With minecraft being one of the most popular games in the world and being one of the most modified games in the world – it is not uncommon for hackers to try to use mods to xbox and Mojang Studios‘Sandbox survival game as an attack vector. However, at the moment there is a especially A dangerous malware that is circulating out there and that anyone who mods Minecraft (or knows someone who does) should know about.
I am referring to “WeedHack”, a malicious software. discovered by McAfee researchers which has been distributed to attackers via a Malware as a Service (MaaS) campaign. It has been active since January and unlike most hacking tools which typically cost hundreds of dollars, WeedHack is extremely cheap, making it exceptionally dangerous.
There is a free tier available that anyone can sign up for, with Premium plans starting at $5 a month, giving bad faith actors access to a more advanced version of the software that has more severe capabilities.
Attackers use WeedHack by hiding it inside Minecraft mod files, effectively using them as a kind of Trojan horse. Links to download these files are then shared on fake and convincing mod hosting sites, in the description of fake mod review videos on YouTube, or in the comment sections.
Once downloaded, WeedHack silently uses the Ethereum blockchain to connect to a secret network, then disables Windows Defender protections and integrates into your system before stealing everything from Minecraft session IDs and system information about your computer to Steam passwords. Discordand your browser and crypto wallet credentials.
Surprisingly, WeedHack’s Premium tier is also capable of giving a hacker live access to your computer’s webcam, the power to force screen sharing with mouse and keyboard control, command line control over your PC, and the ability to upload or download files to your system.
McAfee says that while investigating WeedHack by spying on its now-deleted Telegram server, he discovered that many of its users are teenagers and young adults, no doubt able to make use of the software due to its extremely low barrier to entry. Reportedly, while the malware could used for financial theft, it has largely been used as a tool for cyberbullying and harassment.
Researchers say they witnessed attackers sharing videos recorded from victims’ webcams as trophies and claiming they used stolen IP addresses and passwords to threaten those they had infected with WeedHack.
As of this writing, more than 116,000 users have been affected in some way by the WeedHack attacks, and the malware campaign reportedly “averages 2,000 to 3,000 new hits each day.”

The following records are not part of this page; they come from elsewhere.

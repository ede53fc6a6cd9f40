use thiserror::Error;
use tracing::{debug, info};

use crate::{
    balance::{BalanceStore, DEFAULT_GRANT},
    command::{CommandError, Role, SuggestCommand},
    ledger::{Decision, LedgerError, TransferLedger},
    session::Session,
    storage::{Storage, StorageError, TOKENS_KEY, USERS_KEY, read_json, write_json},
    transfer::{Transfer, TransferId},
};

#[derive(Debug, Error)]
pub enum AppError {
    #[error(transparent)]
    Command(#[from] CommandError),
    #[error(transparent)]
    Ledger(#[from] LedgerError),
    #[error(transparent)]
    Storage(#[from] StorageError),
}

/// The application state container.
///
/// Owns the storage adapter, the session and the two collections, hydrated
/// once at [`open`](TokenApp::open). Every mutating operation stages its
/// changes on copies of the affected collections, persists them, and only
/// then commits. An operation that returns an error has touched nothing,
/// in memory or in storage.
#[derive(Debug)]
pub struct TokenApp<S> {
    storage: S,
    session: Session,
    balances: BalanceStore,
    ledger: TransferLedger,
    default_grant: u64,
}

impl<S: Storage> TokenApp<S> {
    pub fn open(storage: S) -> Result<Self, AppError> {
        Self::with_default_grant(storage, DEFAULT_GRANT)
    }

    pub fn with_default_grant(storage: S, default_grant: u64) -> Result<Self, AppError> {
        let users = read_json(&storage, USERS_KEY)?.unwrap_or_default();
        let transfers: Vec<Transfer> = read_json(&storage, TOKENS_KEY)?.unwrap_or_default();
        let session = Session::hydrate(&storage)?;
        let balances = BalanceStore::from_records(users);
        debug!(
            users = balances.records().len(),
            transfers = transfers.len(),
            "hydrated application state"
        );
        Ok(Self {
            storage,
            session,
            balances,
            ledger: TransferLedger::from_records(transfers),
            default_grant,
        })
    }

    /// Logs `username` in, creating their balance record on first sight.
    /// Returns the user's balance.
    pub fn login(&mut self, username: &str) -> Result<u64, AppError> {
        if username.is_empty() {
            return Err(CommandError::MissingUsername { role: Role::Account }.into());
        }
        let balance = self.ensure_user(username)?;
        self.session.login(&mut self.storage, username)?;
        info!(username, balance, "logged in");
        Ok(balance)
    }

    pub fn logout(&mut self) -> Result<(), AppError> {
        self.session.logout(&mut self.storage)?;
        info!("logged out");
        Ok(())
    }

    pub fn current_user(&self) -> Option<&str> {
        self.session.current_user()
    }

    pub fn is_logged_in(&self) -> bool {
        self.session.is_logged_in()
    }

    /// Creates a balance record for `username` unless one exists, crediting
    /// approved transfers received before registration on top of the default
    /// grant. Returns the balance either way.
    pub fn ensure_user(&mut self, username: &str) -> Result<u64, AppError> {
        if username.is_empty() {
            return Err(CommandError::MissingUsername { role: Role::Account }.into());
        }
        if self.balances.contains(username) {
            return Ok(self.balances.balance_of(username));
        }
        let mut balances = self.balances.clone();
        let balance = balances.ensure_user(username, self.ledger.transfers(), self.default_grant);
        write_json(&mut self.storage, USERS_KEY, balances.records())?;
        self.balances = balances;
        info!(username, balance, "created user record");
        Ok(balance)
    }

    /// The user's balance; zero for users without a record.
    pub fn balance_of(&self, username: &str) -> u64 {
        self.balances.balance_of(username)
    }

    /// Unconditionally overwrites a user's balance and persists the user
    /// collection.
    pub fn set_balance(&mut self, username: &str, balance: u64) -> Result<(), AppError> {
        if username.is_empty() {
            return Err(CommandError::MissingUsername { role: Role::Account }.into());
        }
        let mut balances = self.balances.clone();
        balances.set_balance(username, balance);
        write_json(&mut self.storage, USERS_KEY, balances.records())?;
        self.balances = balances;
        Ok(())
    }

    /// Records a new pending transfer and returns its id.
    pub fn suggest(&mut self, command: SuggestCommand) -> Result<TransferId, AppError> {
        let mut ledger = self.ledger.clone();
        let id = ledger.suggest(command)?;
        write_json(&mut self.storage, TOKENS_KEY, ledger.transfers())?;
        self.ledger = ledger;
        info!(id, "transfer suggested");
        Ok(id)
    }

    /// Approves a pending transfer and moves the tokens, as one
    /// all-or-nothing update of both collections. The sender's balance is
    /// checked at approval time, not at suggestion time.
    pub fn approve(&mut self, id: TransferId, approver: &str) -> Result<(), AppError> {
        if approver.is_empty() {
            return Err(CommandError::MissingUsername {
                role: Role::Approver,
            }
            .into());
        }
        let mut ledger = self.ledger.clone();
        let transfer = ledger.resolve(id, approver, Decision::Approve)?;

        let mut balances = self.balances.clone();
        let sender_balance = balances.balance_of(&transfer.sender);
        if sender_balance < transfer.token_amount {
            return Err(LedgerError::InsufficientBalance {
                sender: transfer.sender,
                balance: sender_balance,
                amount: transfer.token_amount,
            }
            .into());
        }
        balances.set_balance(&transfer.sender, sender_balance - transfer.token_amount);
        let recipient_balance = balances.balance_of(&transfer.recipient);
        balances.set_balance(&transfer.recipient, recipient_balance + transfer.token_amount);

        write_json(&mut self.storage, USERS_KEY, balances.records())?;
        write_json(&mut self.storage, TOKENS_KEY, ledger.transfers())?;
        self.balances = balances;
        self.ledger = ledger;
        info!(id, approver, "transfer approved");
        Ok(())
    }

    /// Rejects a pending transfer. Balances are not touched.
    pub fn reject(&mut self, id: TransferId, approver: &str) -> Result<(), AppError> {
        if approver.is_empty() {
            return Err(CommandError::MissingUsername {
                role: Role::Approver,
            }
            .into());
        }
        let mut ledger = self.ledger.clone();
        ledger.resolve(id, approver, Decision::Reject)?;
        write_json(&mut self.storage, TOKENS_KEY, ledger.transfers())?;
        self.ledger = ledger;
        info!(id, approver, "transfer rejected");
        Ok(())
    }

    /// The full transfer history in insertion order.
    pub fn transfers(&self) -> &[Transfer] {
        self.ledger.transfers()
    }

    pub fn balances(&self) -> &BalanceStore {
        &self.balances
    }

    pub fn storage(&self) -> &S {
        &self.storage
    }
}

#[cfg(test)]
mod tests {
    use serde_json::json;

    use super::*;
    use crate::{
        storage::in_memory::MemoryStorage,
        transfer::TransferStatus,
    };

    fn open_app() -> TokenApp<MemoryStorage> {
        TokenApp::open(MemoryStorage::new()).unwrap()
    }

    fn suggest(app: &mut TokenApp<MemoryStorage>, sender: &str, recipient: &str, amount: u64) -> TransferId {
        app.suggest(SuggestCommand {
            sender: sender.to_string(),
            recipient: recipient.to_string(),
            amount,
        })
        .unwrap()
    }

    #[test]
    fn login_grants_default_balance() {
        let mut app = open_app();
        assert_eq!(app.login("alice").unwrap(), 10);
        assert_eq!(app.current_user(), Some("alice"));
        assert_eq!(app.balance_of("alice"), 10);

        // a second login keeps the stored balance
        app.set_balance("alice", 3).unwrap();
        assert_eq!(app.login("alice").unwrap(), 3);
    }

    #[test]
    fn approve_moves_tokens() {
        let mut app = open_app();
        app.login("alice").unwrap();
        let id = suggest(&mut app, "alice", "bob", 4);

        app.approve(id, "alice").unwrap();
        assert_eq!(app.balance_of("alice"), 6);
        assert_eq!(app.balance_of("bob"), 4);

        let transfer = &app.transfers()[id];
        assert_eq!(transfer.status, TransferStatus::Approved);
        assert_eq!(transfer.approver, "alice");
        // the recipient's record was created by the approval
        assert!(app.balances().contains("bob"));
    }

    #[test]
    fn insufficient_balance_leaves_transfer_pending() {
        let mut app = open_app();
        app.login("alice").unwrap();
        let id = suggest(&mut app, "alice", "bob", 20);

        let err = app.approve(id, "carol").unwrap_err();
        assert!(matches!(
            err,
            AppError::Ledger(LedgerError::InsufficientBalance {
                balance: 10,
                amount: 20,
                ..
            })
        ));
        assert_eq!(app.transfers()[id].status, TransferStatus::Pending);
        assert_eq!(app.balance_of("alice"), 10);
        assert_eq!(app.balance_of("bob"), 0);

        // the persisted history still shows the transfer as pending
        let resumed = TokenApp::open(app.storage().clone()).unwrap();
        assert_eq!(resumed.transfers()[id].status, TransferStatus::Pending);
    }

    #[test]
    fn reject_leaves_balances_alone() {
        let mut app = open_app();
        app.login("alice").unwrap();
        let id = suggest(&mut app, "alice", "bob", 4);

        app.reject(id, "alice").unwrap();
        let transfer = &app.transfers()[id];
        assert_eq!(transfer.status, TransferStatus::Rejected);
        assert_eq!(transfer.approver, "alice");
        assert_eq!(app.balance_of("alice"), 10);
        assert_eq!(app.balance_of("bob"), 0);
    }

    #[test]
    fn double_resolution_keeps_first_outcome() {
        let mut app = open_app();
        app.login("alice").unwrap();
        let id = suggest(&mut app, "alice", "bob", 4);
        app.approve(id, "alice").unwrap();

        let err = app.reject(id, "bob").unwrap_err();
        assert!(matches!(
            err,
            AppError::Ledger(LedgerError::AlreadyResolved {
                status: TransferStatus::Approved,
                ..
            })
        ));
        let err = app.approve(id, "bob").unwrap_err();
        assert!(matches!(err, AppError::Ledger(LedgerError::AlreadyResolved { .. })));

        // balances moved exactly once
        assert_eq!(app.balance_of("alice"), 6);
        assert_eq!(app.balance_of("bob"), 4);
    }

    #[test]
    fn approvals_conserve_total_supply() {
        let mut app = open_app();
        app.login("alice").unwrap();
        app.login("bob").unwrap();
        assert_eq!(app.balances().total_supply(), 20);

        let first = suggest(&mut app, "alice", "bob", 7);
        app.approve(first, "carol").unwrap();
        let second = suggest(&mut app, "bob", "alice", 2);
        app.approve(second, "carol").unwrap();

        assert_eq!(app.balances().total_supply(), 20);
        assert_eq!(app.balance_of("alice"), 5);
        assert_eq!(app.balance_of("bob"), 15);
    }

    #[test]
    fn ensure_user_credits_history_received_before_registration() {
        let mut app = open_app();
        app.login("alice").unwrap();
        let id = suggest(&mut app, "alice", "bob", 5);
        app.approve(id, "alice").unwrap();

        // bob already holds the approved 5; registering must not double-credit
        assert_eq!(app.balance_of("bob"), 5);
        assert_eq!(app.ensure_user("bob").unwrap(), 5);

        // carol registers after receiving an approved transfer without a record:
        // seed storage where only the history mentions her
        let mut storage = MemoryStorage::new();
        write_json(
            &mut storage,
            TOKENS_KEY,
            &vec![Transfer {
                sender: "alice".to_string(),
                recipient: "carol".to_string(),
                token_amount: 5,
                status: TransferStatus::Approved,
                approver: "alice".to_string(),
            }],
        )
        .unwrap();
        let mut app = TokenApp::open(storage).unwrap();
        assert_eq!(app.ensure_user("carol").unwrap(), 15);
    }

    #[test]
    fn suggest_rejects_invalid_commands() {
        let mut app = open_app();
        app.login("alice").unwrap();

        let err = app
            .suggest(SuggestCommand {
                sender: "alice".to_string(),
                recipient: "alice".to_string(),
                amount: 4,
            })
            .unwrap_err();
        assert!(matches!(
            err,
            AppError::Command(CommandError::SenderIsRecipient)
        ));
        assert!(app.transfers().is_empty());
    }

    #[test]
    fn resolving_needs_an_approver() {
        let mut app = open_app();
        app.login("alice").unwrap();
        let id = suggest(&mut app, "alice", "bob", 4);

        let err = app.approve(id, "").unwrap_err();
        assert!(matches!(
            err,
            AppError::Command(CommandError::MissingUsername {
                role: Role::Approver
            })
        ));
        assert_eq!(app.transfers()[id].status, TransferStatus::Pending);
    }

    #[test]
    fn session_survives_rehydration() {
        let mut app = open_app();
        app.login("alice").unwrap();

        let resumed = TokenApp::open(app.storage().clone()).unwrap();
        assert_eq!(resumed.current_user(), Some("alice"));

        app.logout().unwrap();
        let resumed = TokenApp::open(app.storage().clone()).unwrap();
        assert_eq!(resumed.current_user(), None);
    }

    #[test]
    fn persisted_collections_use_the_wire_format() {
        let mut app = open_app();
        app.login("alice").unwrap();
        let id = suggest(&mut app, "alice", "bob", 4);
        app.approve(id, "alice").unwrap();

        let users: serde_json::Value =
            serde_json::from_str(&app.storage().get(USERS_KEY).unwrap().unwrap()).unwrap();
        assert_eq!(
            users,
            json!([
                { "username": "alice", "tokenBalance": 6 },
                { "username": "bob", "tokenBalance": 4 },
            ])
        );

        let transfers: serde_json::Value =
            serde_json::from_str(&app.storage().get(TOKENS_KEY).unwrap().unwrap()).unwrap();
        assert_eq!(
            transfers,
            json!([{
                "sender": "alice",
                "recipient": "bob",
                "tokenAmount": 4,
                "status": "approved",
                "approver": "alice",
            }])
        );
    }
}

So what can you do to protect yourself? Above all, you should never download a Minecraft mod (or a mod for any game, in fact, from a source that the community does not trust. For Minecraft, that means sticking to cursed forge either modrinth; for other games, you just have to download from Nexus Mods either ModDB. I can’t emphasize this enough.
You may also want to consider security software like McAfee, as it may succeed in thwarting WeedHack intrusion attempts where Windows Defender fails. McAfee says that its Web Protection will prevent you from visiting sites where files can be downloaded in the first place, and that its antivirus will successfully prevent malware from working if it manages to do so.
It’s tragic that such harmful malware is proliferating on the web right now, and it’s a sobering reminder of how important it is to be very careful about where you download files from. Be smart, friends.
Join us on Reddit at r/WindowsCentral to share your ideas and discuss our latest news, reviews and more.